En effet, pour la première fois depuis la fin de la guerre froide, deux nations émergentes du Sud se distinguent de manière spectaculaire sur la scène internatio­nale en prenant franchement leurs distances à l’égard des grandes puissances sur un dossier particulièrement difficile et sensible à la fois, ayant pour théâtre le Moyen-Orient, région de turbulences par excellence.

Pour bien mesurer l’importance de ce tournant diplomatique, il ne faut pas seulement considérer le résultat à court terme. Les enjeux stratégiques et diploma­tiques à moyen terme sont autrement plus significatifs, surtout si on les rapporte aux tendances profondes qui travaillent l’ensemble de la région et contribuent ainsi à restructurer son espace géopolitique de manière contradictoire et instable. Cet accord est un tournant diplomatique, puisque le fait que la Turquie et le Brésil se soient avancés sur un terrain glissant, en se portant garants d’une possible solution diplomatique négociée à un problème aussi épineux, constitue en soi un événement diplomatique d’une grande portée.

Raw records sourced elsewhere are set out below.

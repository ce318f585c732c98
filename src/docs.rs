// src/docs.rs

use utoipa::openapi::security::{Http, HttpAuthScheme, SecurityScheme};
use utoipa::OpenApi;

use crate::handlers;
use crate::models;
use crate::services;

#[derive(OpenApi)]
#[openapi(
    paths(
        // --- Geografia ---
        handlers::geo::list_states,
        handlers::geo::list_municipalities,

        // --- Produção ---
        handlers::production::list_crops,
        handlers::production::list_crop_production,

        // --- Empresas ---
        handlers::company::list_companies,
        handlers::company::list_company_locations,

        // --- Mapa ---
        handlers::map::get_legend,
        handlers::map::list_markers,

        // --- Transferência ---
        handlers::transfer::upload_excel,
        handlers::transfer::export_data,

        // --- Auth ---
        handlers::auth::get_current_user,
    ),
    components(
        schemas(
            // --- Geografia ---
            models::geo::Region,
            models::geo::State,
            models::geo::Municipality,
            models::geo::MunicipalityWithState,

            // --- Produção ---
            models::production::Crop,
            models::production::CropProduction,
            models::production::ProductionRecord,

            // --- Empresas ---
            models::company::Company,
            models::company::CompanyLocation,
            models::company::LocationRecord,

            // --- Mapa ---
            services::map_scale::LegendBucket,
            services::map_scale::ScaleMode,
            services::map_scale::MapMarker,

            // --- Transferência ---
            services::import::ImportSummary,
            services::export::ExportFormat,
            services::export::ExportRow,
            handlers::transfer::UploadResponse,

            // --- Auth ---
            models::auth::User,
        )
    ),
    tags(
        (name = "Geografia", description = "Estados e municípios"),
        (name = "Produção", description = "Culturas e produção agrícola por município/ano"),
        (name = "Empresas", description = "Empresas e suas unidades no mapa"),
        (name = "Mapa", description = "Legenda e marcadores com escala de cor"),
        (name = "Transferência", description = "Import/export de planilhas Excel"),
        (name = "Auth", description = "Perfil do usuário autenticado")
    ),
    modifiers(&SecurityAddon)
)]
pub struct ApiDoc;

struct SecurityAddon;

impl utoipa::Modify for SecurityAddon {
    fn modify(&self, openapi: &mut utoipa::openapi::OpenApi) {
        let components = openapi.components.get_or_insert_with(Default::default);
        components.add_security_scheme(
            "api_jwt",
            SecurityScheme::Http(Http::new(HttpAuthScheme::Bearer)),
        );
    }
}
//! Device endpoints.
//!
//! Types mirror the backend's JSON models.

use anyhow::Result;
use serde::{Deserialize, Serialize};

use super::{Ack, ApiClient};
use crate::api::sensors::SensorData;

/// A managed device as returned by the backend.
#[derive(Debug, Clone, Serialize, Deserialize)]
pub struct Device {
    pub id: u32,
    pub name: String,
    pub device_type: String,
    pub status: String,
    pub location: Option<String>,
    pub mqtt_config_id: Option<u32>,
    pub topic_config_id: Option<u32>,
}

/// Payload for registering a new device.
#[derive(Debug, Clone, Serialize)]
pub struct DeviceCreate {
    pub name: String,
    pub device_type: String,
    #[serde(skip_serializing_if = "Option::is_none")]
    pub location: Option<String>,
    #[serde(skip_serializing_if = "Option::is_none")]
    pub mqtt_config_id: Option<u32>,
    #[serde(skip_serializing_if = "Option::is_none")]
    pub topic_config_id: Option<u32>,
}

/// Partial update; absent fields are left unchanged by the backend.
#[derive(Debug, Clone, Default, Serialize)]
pub struct DeviceUpdate {
    #[serde(skip_serializing_if = "Option::is_none")]
    pub name: Option<String>,
    #[serde(skip_serializing_if = "Option::is_none")]
    pub device_type: Option<String>,
    #[serde(skip_serializing_if = "Option::is_none")]
    pub status: Option<String>,
    #[serde(skip_serializing_if = "Option::is_none")]
    pub location: Option<String>,
    #[serde(skip_serializing_if = "Option::is_none")]
    pub mqtt_config_id: Option<u32>,
    #[serde(skip_serializing_if = "Option::is_none")]
    pub topic_config_id: Option<u32>,
}

/// One point of a device's sensor history.
#[derive(Debug, Clone, Deserialize)]
pub struct HistoryPoint {
    #[serde(rename = "type")]
    pub kind: String,
    pub value: f64,
    pub unit: Option<String>,
    pub timestamp: String,
}

impl ApiClient {
    pub async fn list_devices(&self) -> Result<Vec<Device>> {
        self.get_json("/api/devices").await
    }

    pub async fn get_device(&self, id: u32) -> Result<Device> {
        self.get_json(&format!("/api/devices/{id}")).await
    }

    pub async fn create_device(&self, device: &DeviceCreate) -> Result<Device> {
        self.post_json("/api/devices", device).await
    }

    pub async fn update_device(&self, id: u32, update: &DeviceUpdate) -> Result<Device> {
        self.put_json(&format!("/api/devices/{id}"), update).await
    }

    pub async fn delete_device(&self, id: u32) -> Result<Ack> {
        self.delete_json(&format!("/api/devices/{id}")).await
    }

    /// Latest sensor readings for one device.
    pub async fn device_sensors(&self, id: u32) -> Result<Vec<SensorData>> {
        self.get_json(&format!("/api/devices/{id}/sensors")).await
    }

    /// Historical readings for one device.
    pub async fn device_history(&self, id: u32) -> Result<Vec<HistoryPoint>> {
        self.get_json(&format!("/api/devices/{id}/history")).await
    }
}
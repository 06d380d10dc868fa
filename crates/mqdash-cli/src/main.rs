mod cli;
mod views;

use mqdash_core::error::UnauthorizedError;

fn main() {
    if let Err(e) = cli::run() {
        if e.downcast_ref::<UnauthorizedError>().is_some() {
            eprintln!("Session expired or unauthorized. Run `mqdash login` to sign in again.");
            std::process::exit(2);
        }
        eprintln!("{e:#}"); // pretty anyhow chain
        std::process::exit(1);
    }
}
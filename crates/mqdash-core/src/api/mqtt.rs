//! MQTT broker configuration endpoints.
//!
//! The broker protocol itself is the backend's concern; the client only
//! manages the stored configurations.

use anyhow::Result;
use serde::{Deserialize, Serialize};

use super::{Ack, ApiClient};

/// A stored broker configuration.
#[derive(Debug, Clone, Serialize, Deserialize)]
pub struct MqttConfig {
    pub id: u32,
    pub name: String,
    pub server: String,
    pub port: u16,
    pub username: String,
    pub password: String,
    pub is_active: bool,
}

#[derive(Debug, Clone, Serialize)]
pub struct MqttConfigCreate {
    pub name: String,
    pub server: String,
    pub port: u16,
    pub username: String,
    pub password: String,
}

#[derive(Debug, Clone, Default, Serialize)]
pub struct MqttConfigUpdate {
    #[serde(skip_serializing_if = "Option::is_none")]
    pub name: Option<String>,
    #[serde(skip_serializing_if = "Option::is_none")]
    pub server: Option<String>,
    #[serde(skip_serializing_if = "Option::is_none")]
    pub port: Option<u16>,
    #[serde(skip_serializing_if = "Option::is_none")]
    pub username: Option<String>,
    #[serde(skip_serializing_if = "Option::is_none")]
    pub password: Option<String>,
}

/// Result of asking the backend to test-connect a broker config.
#[derive(Debug, Deserialize)]
pub struct MqttTestResult {
    pub success: bool,
    #[serde(default)]
    pub message: String,
}

impl ApiClient {
    pub async fn list_mqtt_configs(&self) -> Result<Vec<MqttConfig>> {
        self.get_json("/api/mqtt-configs").await
    }

    pub async fn get_mqtt_config(&self, id: u32) -> Result<MqttConfig> {
        self.get_json(&format!("/api/mqtt-configs/{id}")).await
    }

    pub async fn create_mqtt_config(&self, config: &MqttConfigCreate) -> Result<MqttConfig> {
        self.post_json("/api/mqtt-configs", config).await
    }

    pub async fn update_mqtt_config(
        &self,
        id: u32,
        update: &MqttConfigUpdate,
    ) -> Result<MqttConfig> {
        self.put_json(&format!("/api/mqtt-configs/{id}"), update).await
    }

    pub async fn delete_mqtt_config(&self, id: u32) -> Result<Ack> {
        self.delete_json(&format!("/api/mqtt-configs/{id}")).await
    }

    /// Makes one config active; the backend deactivates the others.
    pub async fn activate_mqtt_config(&self, id: u32) -> Result<Ack> {
        self.post_empty(&format!("/api/mqtt-configs/{id}/activate")).await
    }

    /// Asks the backend to attempt a connection with this config.
    pub async fn test_mqtt_config(&self, id: u32) -> Result<MqttTestResult> {
        self.post_empty(&format!("/api/mqtt-configs/{id}/test")).await
    }
}
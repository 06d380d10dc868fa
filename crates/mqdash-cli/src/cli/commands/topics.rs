//! Topic config command handlers.

use anyhow::Result;
use mqdash_core::api::topics::TopicConfigCreate;

use crate::cli::App;

pub async fn add(
    app: &App,
    name: String,
    subscribe_topics: Vec<String>,
    publish_topic: String,
    mqtt_config: Option<u32>,
) -> Result<()> {
    let config = app
        .client
        .create_topic_config(&TopicConfigCreate {
            name,
            subscribe_topics,
            publish_topic,
            mqtt_config_id: mqtt_config,
        })
        .await?;

    println!("Added topic config {} (id {})", config.name, config.id);
    Ok(())
}

pub async fn activate(app: &App, id: u32) -> Result<()> {
    app.client.activate_topic_config(id).await?;
    println!("Topic config {id} is now active");
    Ok(())
}

pub async fn rm(app: &App, id: u32) -> Result<()> {
    app.client.delete_topic_config(id).await?;
    println!("Removed topic config {id}");
    Ok(())
}
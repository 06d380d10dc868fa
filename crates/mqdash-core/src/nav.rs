//! Navigation guard: allow, redirect, or report not-found per attempt.
//!
//! The guard owns the current location and consults the route table plus
//! the session store on every navigation request. It decides; the host
//! view layer renders whatever was decided.

use std::sync::{Arc, Mutex};

use crate::routes::{RouteParams, RouteTable, ViewId};
use crate::session::SessionStore;

/// Where the client currently is.
#[derive(Debug, Clone)]
pub struct Location {
    pub view: ViewId,
    pub params: RouteParams,
    pub path: String,
}

impl Location {
    fn login() -> Self {
        Self {
            view: ViewId::Login,
            params: RouteParams::new(),
            path: "/login".to_string(),
        }
    }
}

/// The single outcome of one navigation attempt.
#[derive(Debug, Clone)]
pub enum NavOutcome {
    /// The target view may mount.
    Allowed(Location),
    /// The target required an authorized session and none was present.
    /// The original target is discarded, not queued.
    RedirectedToLogin { from: String },
    /// No route entry matches the path; the caller decides the fallback.
    NotFound { path: String },
}

/// Evaluates navigation requests against the route table and session state.
pub struct Navigator {
    table: RouteTable,
    session: Arc<SessionStore>,
    /// When false every entry is treated as public (auth-disabled deployments).
    guard_enabled: bool,
    current: Mutex<Location>,
}

impl Navigator {
    /// Creates a navigator starting at the login view.
    pub fn new(table: RouteTable, session: Arc<SessionStore>, guard_enabled: bool) -> Self {
        Self {
            table,
            session,
            guard_enabled,
            current: Mutex::new(Location::login()),
        }
    }

    pub fn table(&self) -> &RouteTable {
        &self.table
    }

    /// Evaluates one navigation request to exactly one outcome.
    pub fn navigate(&self, path: &str) -> NavOutcome {
        let Some(matched) = self.table.resolve(path) else {
            tracing::debug!("no route matches {path}");
            return NavOutcome::NotFound {
                path: path.to_string(),
            };
        };

        if matched.requires_auth && self.guard_enabled && !self.session.is_authenticated() {
            tracing::debug!("access to {path} denied, redirecting to login");
            self.set_current(Location::login());
            return NavOutcome::RedirectedToLogin {
                from: path.to_string(),
            };
        }

        let location = Location {
            view: matched.view,
            params: matched.params,
            path: path.to_string(),
        };
        self.set_current(location.clone());
        NavOutcome::Allowed(location)
    }

    /// Forces the current location to the login view.
    ///
    /// Used by the authorization-failure recovery path. Idempotent: forcing
    /// an already-active login view changes nothing.
    pub fn force_login(&self) {
        self.set_current(Location::login());
    }

    /// Returns the current location.
    pub fn current(&self) -> Location {
        self.current.lock().expect("location lock poisoned").clone()
    }

    fn set_current(&self, location: Location) {
        *self.current.lock().expect("location lock poisoned") = location;
    }
}
//! Typed errors surfaced through `anyhow` and recovered by downcast.

use std::fmt;

/// The backend rejected the session (HTTP 401).
///
/// By the time a caller sees this, the stored credentials have already been
/// cleared and navigation forced to the login view; the error carries the
/// original failure so call sites can still observe it.
#[derive(Debug)]
pub struct UnauthorizedError {
    pub status: u16,
    pub body: String,
}

impl fmt::Display for UnauthorizedError {
    fn fmt(&self, f: &mut fmt::Formatter<'_>) -> fmt::Result {
        write!(f, "Unauthorized (HTTP {})", self.status)
    }
}

impl std::error::Error for UnauthorizedError {}

/// A non-2xx response that is not an authorization failure.
///
/// Passed through to callers untouched; display/retry policy is theirs.
#[derive(Debug)]
pub struct StatusError {
    pub status: u16,
    pub body: String,
}

impl fmt::Display for StatusError {
    fn fmt(&self, f: &mut fmt::Formatter<'_>) -> fmt::Result {
        if self.body.is_empty() {
            write!(f, "HTTP {}", self.status)
        } else {
            write!(f, "HTTP {}: {}", self.status, truncate(&self.body, 200))
        }
    }
}

impl std::error::Error for StatusError {}

fn truncate(s: &str, max: usize) -> &str {
    match s.char_indices().nth(max) {
        Some((idx, _)) => &s[..idx],
        None => s,
    }
}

D’une part, il permet à l’Iran d’enregistrer une relative victoire diplomatique même si celle-ci risque malheureusement d’être anni­hilée par l’intransigeance américaine et européenne.

En effet, en mobilisant à ses côtés deux grandes nations du Sud qui passent pour être amies des USA (la Turquie est membre de l’OTAN et entretient des relations privilégiées avec Israël, le Brésil est quant à lui engagé dans un vaste programme d’intégration industrielle et militaire avec son grand voisin du Nord), l’Iran a su montrer qu’il n’était pas si isolé sur la scène internationale et que son intransigeance apparente sur ce dossier ne faisait que refléter l’aspiration légitime et commune à toutes les nations du Sud à un développement de capacités technologiques et nu­cléaires à des fins civiles.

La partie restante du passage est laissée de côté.